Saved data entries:
* * * * * * *
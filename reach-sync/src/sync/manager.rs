//! Sync Manager
//!
//! Orchestrates one sync pass: detect pending changes, bucket them by
//! priority, enrich each bucket under one scoped job, then feed completed
//! contacts back through the confidence aggregator.
//!
//! Buckets run sequentially (high, normal, low). Changes inside a bucket run
//! concurrently and fail independently: one failed change never aborts the
//! rest of its bucket.

use super::change_detector::ChangeDetector;
use super::enricher::SmartEnricher;
use crate::confidence::ConfidenceAggregator;
use crate::error::{SyncError, SyncResult};
use crate::store::{ChangeLogEntry, ChangeOutcome, SyncStore, SyncSummary};
use crate::types::{ChangeStatus, FieldName, JobStatus, Priority};
use futures::future::join_all;
use serde::Serialize;
use serde_json::json;
use std::collections::{BTreeMap, BTreeSet};
use std::sync::Arc;
use std::time::Instant;
use uuid::Uuid;

/// Source label for re-scores triggered by a sync pass
pub const FEEDBACK_SOURCE: &str = "sync_feedback";

/// Prior confidence above which identity fields jump the queue
const HIGH_PRIORITY_CONFIDENCE: f64 = 0.7;

/// Prior confidence below which descriptive fields wait
const LOW_PRIORITY_CONFIDENCE: f64 = 0.5;

/// Bucket for one change
///
/// `high` for email/username with prior confidence above 0.7, `low` for
/// bio/location with prior confidence below 0.5, `normal` otherwise.
pub fn priority_for(field: FieldName, confidence_before: f64) -> Priority {
    match field {
        FieldName::Email | FieldName::Username if confidence_before > HIGH_PRIORITY_CONFIDENCE => {
            Priority::High
        }
        FieldName::Bio | FieldName::Location if confidence_before < LOW_PRIORITY_CONFIDENCE => {
            Priority::Low
        }
        _ => Priority::Normal,
    }
}

/// Split changes into priority buckets, preserving detection order
pub fn bucket_changes(changes: Vec<ChangeLogEntry>) -> BTreeMap<Priority, Vec<ChangeLogEntry>> {
    let mut buckets: BTreeMap<Priority, Vec<ChangeLogEntry>> = BTreeMap::new();
    for change in changes {
        buckets
            .entry(priority_for(change.field, change.confidence_before))
            .or_default()
            .push(change);
    }
    buckets
}

/// Outcome of one priority bucket
#[derive(Debug, Clone, PartialEq, Serialize)]
pub struct BucketStats {
    pub priority: Priority,
    pub changes: usize,
    pub processed: usize,
    pub failed: usize,
    /// Changes another pass claimed first
    pub skipped: usize,
    /// `None` when the job could not be created
    pub job_id: Option<Uuid>,
}

/// Outcome of one `run_sync` pass
#[derive(Debug, Clone, PartialEq, Serialize)]
pub struct SyncRunStats {
    pub detected: usize,
    pub processed: usize,
    pub failed: usize,
    pub skipped: usize,
    pub buckets: Vec<BucketStats>,
    pub reenrichment_jobs_queued: usize,
    pub duration_ms: u64,
}

pub struct SyncManager {
    store: Arc<dyn SyncStore>,
    detector: ChangeDetector,
    enricher: SmartEnricher,
    aggregator: ConfidenceAggregator,
    default_days_back: u32,
}

impl SyncManager {
    pub fn new(
        store: Arc<dyn SyncStore>,
        detector: ChangeDetector,
        enricher: SmartEnricher,
        aggregator: ConfidenceAggregator,
    ) -> Self {
        Self {
            store,
            detector,
            enricher,
            aggregator,
            default_days_back: 7,
        }
    }

    /// Look-back window used when neither the caller nor the sync job sets one
    pub fn with_default_days_back(mut self, days_back: u32) -> Self {
        self.default_days_back = days_back;
        self
    }

    pub fn detector(&self) -> &ChangeDetector {
        &self.detector
    }

    pub fn enricher(&self) -> &SmartEnricher {
        &self.enricher
    }

    pub fn aggregator(&self) -> &ConfidenceAggregator {
        &self.aggregator
    }

    /// Run one sync pass for `user_id`
    ///
    /// Only detection (and loading the named sync job) can fail the pass.
    /// Per-change, per-bucket, feedback and statistics failures are logged
    /// and reflected in the returned counts.
    pub async fn run_sync(
        &self,
        user_id: Uuid,
        sync_job_id: Option<Uuid>,
        days_back: Option<u32>,
    ) -> SyncResult<SyncRunStats> {
        let started = Instant::now();

        let sync_job = match sync_job_id {
            Some(id) => Some(
                self.store
                    .get_sync_job(user_id, id)
                    .await?
                    .ok_or_else(|| SyncError::NotFound(format!("sync job {}", id)))?,
            ),
            None => None,
        };
        let days_back = days_back
            .or_else(|| sync_job.as_ref().map(|job| job.days_back))
            .unwrap_or(self.default_days_back);

        let changes = self.detector.detect_changes(user_id, days_back).await?;
        let detected = changes.len();

        tracing::info!(
            user_id = %user_id,
            sync_job_id = ?sync_job_id,
            days_back,
            detected,
            "Sync pass started"
        );

        let mut buckets = bucket_changes(changes);
        let mut bucket_stats = Vec::new();
        let mut completed_contacts = BTreeSet::new();

        for priority in Priority::ORDER {
            let Some(bucket) = buckets.remove(&priority) else {
                continue;
            };
            let (stats, contacts) = self.process_bucket(user_id, priority, &bucket).await;
            completed_contacts.extend(contacts);
            bucket_stats.push(stats);
        }

        let mut reenrichment_jobs_queued = 0usize;
        for contact_id in &completed_contacts {
            match self
                .aggregator
                .score_contact(user_id, *contact_id, FEEDBACK_SOURCE)
                .await
            {
                Ok(report) => {
                    if report.reenrichment_job.is_some() {
                        reenrichment_jobs_queued += 1;
                    }
                }
                Err(e) => {
                    tracing::warn!(
                        contact_id = %contact_id,
                        error = %e,
                        "Confidence feedback failed"
                    );
                }
            }
        }

        let processed = bucket_stats.iter().map(|b| b.processed).sum::<usize>();
        let failed = bucket_stats.iter().map(|b| b.failed).sum::<usize>();
        let skipped = bucket_stats.iter().map(|b| b.skipped).sum::<usize>();
        let duration_ms = started.elapsed().as_millis() as u64;

        if let Some(job) = &sync_job {
            if let Err(e) = self
                .store
                .record_sync_run(user_id, job.id, duration_ms as f64, failed == 0)
                .await
            {
                tracing::warn!(sync_job_id = %job.id, error = %e, "Failed to record sync run");
            }
        }

        tracing::info!(
            user_id = %user_id,
            detected,
            processed,
            failed,
            skipped,
            reenrichment_jobs_queued,
            duration_ms,
            "Sync pass finished"
        );

        Ok(SyncRunStats {
            detected,
            processed,
            failed,
            skipped,
            buckets: bucket_stats,
            reenrichment_jobs_queued,
            duration_ms,
        })
    }

    /// Enrich one bucket under a single scoped job
    ///
    /// Only the changes the job claimed are enriched; the rest belong to a
    /// concurrent pass and are counted as skipped. Returns the bucket
    /// statistics and the contacts with at least one completed change.
    async fn process_bucket(
        &self,
        user_id: Uuid,
        priority: Priority,
        bucket: &[ChangeLogEntry],
    ) -> (BucketStats, BTreeSet<Uuid>) {
        let mut stats = BucketStats {
            priority,
            changes: bucket.len(),
            processed: 0,
            failed: 0,
            skipped: 0,
            job_id: None,
        };

        let scoped = match self
            .enricher
            .create_scoped_enrichment_job(user_id, bucket, priority)
            .await
        {
            Ok(scoped) => scoped,
            Err(e) => {
                tracing::error!(
                    priority = %priority,
                    changes = bucket.len(),
                    error = %e,
                    "Failed to create enrichment job for bucket"
                );
                stats.failed = bucket.len();
                return (stats, BTreeSet::new());
            }
        };
        let job = &scoped.job;
        stats.job_id = Some(job.id);
        stats.skipped = scoped.skipped.len();

        if let Err(e) = self.enricher.start_job(user_id, job.id).await {
            tracing::warn!(job_id = %job.id, error = %e, "Failed to mark job running");
        }

        let outcomes = join_all(
            scoped
                .claimed
                .iter()
                .map(|change| self.process_change(user_id, change)),
        )
        .await;

        let mut completed_contacts = BTreeSet::new();
        let mut failed_changes = Vec::new();
        for (change, ok) in scoped.claimed.iter().zip(outcomes) {
            if ok {
                stats.processed += 1;
                completed_contacts.insert(change.contact_id);
            } else {
                stats.failed += 1;
                failed_changes.push(change.id);
            }
        }

        let status = if stats.failed == 0 {
            JobStatus::Completed
        } else {
            JobStatus::Partial
        };
        let results = json!({
            "processed": stats.processed,
            "failed": stats.failed,
            "skipped": stats.skipped,
            "failed_change_ids": failed_changes,
            "skipped_change_ids": scoped.skipped,
        });
        if let Err(e) = self
            .enricher
            .finish_job(user_id, job.id, status, results, None)
            .await
        {
            tracing::warn!(job_id = %job.id, error = %e, "Failed to finish enrichment job");
        }

        (stats, completed_contacts)
    }

    /// Enrich one change and move it to its terminal state; `true` on success
    async fn process_change(&self, user_id: Uuid, change: &ChangeLogEntry) -> bool {
        let result = self
            .enricher
            .process_field_enrichment(
                user_id,
                change.contact_id,
                change.field,
                change.new_value.as_deref(),
            )
            .await;

        let (to, outcome) = match &result {
            Ok(enriched) => (
                ChangeStatus::Completed,
                ChangeOutcome {
                    confidence_after: Some(enriched.enrichment.confidence),
                    error_message: None,
                },
            ),
            Err(e) => {
                tracing::warn!(
                    change_id = %change.id,
                    contact_id = %change.contact_id,
                    field = %change.field,
                    error = %e,
                    "Field enrichment failed"
                );
                (
                    ChangeStatus::Failed,
                    ChangeOutcome {
                        confidence_after: None,
                        error_message: Some(e.to_string()),
                    },
                )
            }
        };

        match self
            .store
            .transition_change(user_id, change.id, to, &outcome)
            .await
        {
            Ok(()) => result.is_ok(),
            Err(e) => {
                tracing::warn!(
                    change_id = %change.id,
                    to = %to,
                    error = %e,
                    "Failed to record change outcome"
                );
                if to == ChangeStatus::Completed {
                    let fallback = ChangeOutcome {
                        confidence_after: None,
                        error_message: Some(e.to_string()),
                    };
                    if let Err(e) = self
                        .store
                        .transition_change(user_id, change.id, ChangeStatus::Failed, &fallback)
                        .await
                    {
                        tracing::warn!(change_id = %change.id, error = %e, "Failed to mark change failed");
                    }
                }
                false
            }
        }
    }

    /// Re-queue failed changes for the next pass
    pub async fn requeue_failed(&self, user_id: Uuid) -> SyncResult<Vec<ChangeLogEntry>> {
        self.detector.requeue_failed_changes(user_id).await
    }

    /// Change-log and contact status counts for dashboards
    pub async fn sync_summary(&self, user_id: Uuid) -> SyncResult<SyncSummary> {
        self.store.sync_summary(user_id).await
    }
}

#[cfg(test)]
mod tests {
    use super::*;

    #[test]
    fn test_priority_rules() {
        assert_eq!(priority_for(FieldName::Email, 0.8), Priority::High);
        assert_eq!(priority_for(FieldName::Username, 0.71), Priority::High);
        assert_eq!(priority_for(FieldName::Email, 0.7), Priority::Normal);
        assert_eq!(priority_for(FieldName::Bio, 0.4), Priority::Low);
        assert_eq!(priority_for(FieldName::Location, 0.49), Priority::Low);
        assert_eq!(priority_for(FieldName::Location, 0.5), Priority::Normal);
        assert_eq!(priority_for(FieldName::Name, 0.9), Priority::Normal);
        assert_eq!(priority_for(FieldName::Phone, 0.1), Priority::Normal);
    }
}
* * * * * * *
Required work:
Copy each line above where the string "SyncRunStats" occurs.

Worked solution:
pub struct SyncRunStats {
    ) -> SyncResult<SyncRunStats> {
        Ok(SyncRunStats {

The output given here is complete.